Puesta en común
Mística barrial y charla desde una habitación repleta de libros, una computadora vieja y un termo recién cargado. Ariel me estaba esperando. Muy rápidamente comienza a contarme historias de él, de sus libros y de sus escritores favoritos. Es difícil saber cuándo corta un tema y comienza otro. La charla parece fundir los temas y todas las cosas son parte de un mismo relato. Cada tanto me ceba un mate. Fue ese mismo día, en la biblioteca del Instituto de Literatura Argentina, cuando Bermani me acercó varios de sus libros, entre ellos uno que quisiera destacar: Veneno.
El autor hace hablar a sus personajes desde lugares conocidos por quien habita las plazas, las calles de tierra y los empedrados ancestrales de la zona sur del Gran Buenos Aires. Aquellos que rememoran los campos que siempre fueron campos, que hoy en día permanecen lejos de las grandes urbes. También habla de los amores que resultan mal o nunca trascendieron. De aquellos que abandonaron su hogar y tal vez en algún momento decidieron volver a casa de algún amigo a pedir ayuda, una tregua, una cerveza y un consejo.

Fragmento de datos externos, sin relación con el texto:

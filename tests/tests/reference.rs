use pretty_assertions::assert_eq;
use rowcast::Model;
use rowcast_core::stmt::Value;
use tests::{models, DbTest};

#[derive(Debug, Default, Clone, PartialEq, rowcast::Model)]
#[table = "spouses"]
struct Spouse {
    #[column("_id")]
    #[key]
    #[auto]
    id: i64,

    #[column]
    name: String,
}

#[derive(Debug, Default, PartialEq, rowcast::Model)]
#[table = "people"]
struct Person {
    #[column("_id")]
    #[key]
    #[auto]
    id: i64,

    #[column]
    name: String,

    #[column]
    age: i32,

    #[reference(table = "spouses", column = "spouse")]
    spouse: Option<Spouse>,
}

#[derive(Debug, Default, rowcast::Model)]
struct Nameless {
    #[column]
    label: String,
}

#[derive(Debug, Default, rowcast::Model)]
#[table = "tags"]
struct Tagged {
    #[column("_id")]
    #[key]
    #[auto]
    id: i64,

    #[reference(table = "nameless")]
    nameless: Option<Nameless>,
}

fn person(name: &str, spouse: Option<&str>) -> Person {
    Person {
        id: 0,
        name: name.to_string(),
        age: 40,
        spouse: spouse.map(|name| Spouse {
            id: 0,
            name: name.to_string(),
        }),
    }
}

fn stored_link(test: &DbTest, person_id: i64) -> Value {
    let rows = test.raw_rows("people", &["spouse"], Some(("_id", person_id)));
    rows.row(0).unwrap().get(0).unwrap().clone()
}

#[test]
fn reference_column_is_an_integer() {
    let ddl = Person::fields().schema().ddl().unwrap();
    assert_eq!(
        ddl,
        "_id INTEGER PRIMARY KEY AUTOINCREMENT, name TEXT, age INTEGER, spouse INTEGER"
    );
}

#[test]
fn insert_writes_the_referenced_row_first() {
    let test = DbTest::setup(models!(Person, Spouse));
    let mut aidan = person("Aidan", Some("Natalie"));

    test.db
        .insert::<Person>()
        .values([&mut aidan])
        .run()
        .unwrap();

    let spouse_id = aidan.spouse.as_ref().unwrap().id;
    assert!(spouse_id > 0);
    assert_eq!(stored_link(&test, aidan.id), Value::Integer(spouse_id));

    let read = test.db.select::<Person>().first().unwrap().unwrap();
    assert_eq!(read, aidan);
}

#[test]
fn missing_reference_stores_null() {
    let test = DbTest::setup(models!(Person, Spouse));
    let mut single = person("Waverly", None);

    test.db
        .insert::<Person>()
        .values([&mut single])
        .run()
        .unwrap();

    assert!(stored_link(&test, single.id).is_null());

    let read = test.db.select::<Person>().first().unwrap().unwrap();
    assert_eq!(read.spouse, None);
    assert!(test.db.select::<Spouse>().none().unwrap());
}

#[test]
fn update_replaces_the_referenced_row() {
    let test = DbTest::setup(models!(Person, Spouse));
    let mut aidan = person("Aidan", Some("Natalie"));
    test.db
        .insert::<Person>()
        .values([&mut aidan])
        .run()
        .unwrap();

    aidan.spouse.as_mut().unwrap().name = "Nat".to_string();
    test.db
        .update::<Person>()
        .values([&mut aidan])
        .run()
        .unwrap();

    let spouses = test.db.select::<Spouse>().all().unwrap();
    assert_eq!(spouses.len(), 1);
    assert_eq!(spouses[0].name, "Nat");

    aidan.spouse = None;
    test.db
        .update::<Person>()
        .values([&mut aidan])
        .run()
        .unwrap();
    assert!(stored_link(&test, aidan.id).is_null());
}

#[test]
fn dangling_reference_reads_as_none() {
    let test = DbTest::setup(models!(Person, Spouse));
    let mut aidan = person("Aidan", Some("Natalie"));
    test.db
        .insert::<Person>()
        .values([&mut aidan])
        .run()
        .unwrap();

    test.db.delete::<Spouse>().run().unwrap();

    let read = test.db.select::<Person>().first().unwrap().unwrap();
    assert_eq!(read.name, "Aidan");
    assert_eq!(read.spouse, None);
}

#[test]
fn referenced_model_needs_an_identifier() {
    let test = DbTest::setup(models!(Tagged));
    let mut tagged = Tagged {
        id: 0,
        nameless: Some(Nameless {
            label: "x".to_string(),
        }),
    };

    let err = test
        .db
        .insert::<Tagged>()
        .values([&mut tagged])
        .run()
        .unwrap_err();
    assert!(err.is_invalid_declaration());
}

Veneno es, en parte, una mezcla de todo eso. Pero más tosco. La imagen pareciera ser la de aquel que, anclado a un evento pasado que habría podido cambiar su vida para siempre, nunca nada le es suficiente. Hace las cosas con intensidad, pero se aburre. La vida le pasa por al lado, y a veces hace algo. Pero los demás no entienden del todo por qué es que lo hace.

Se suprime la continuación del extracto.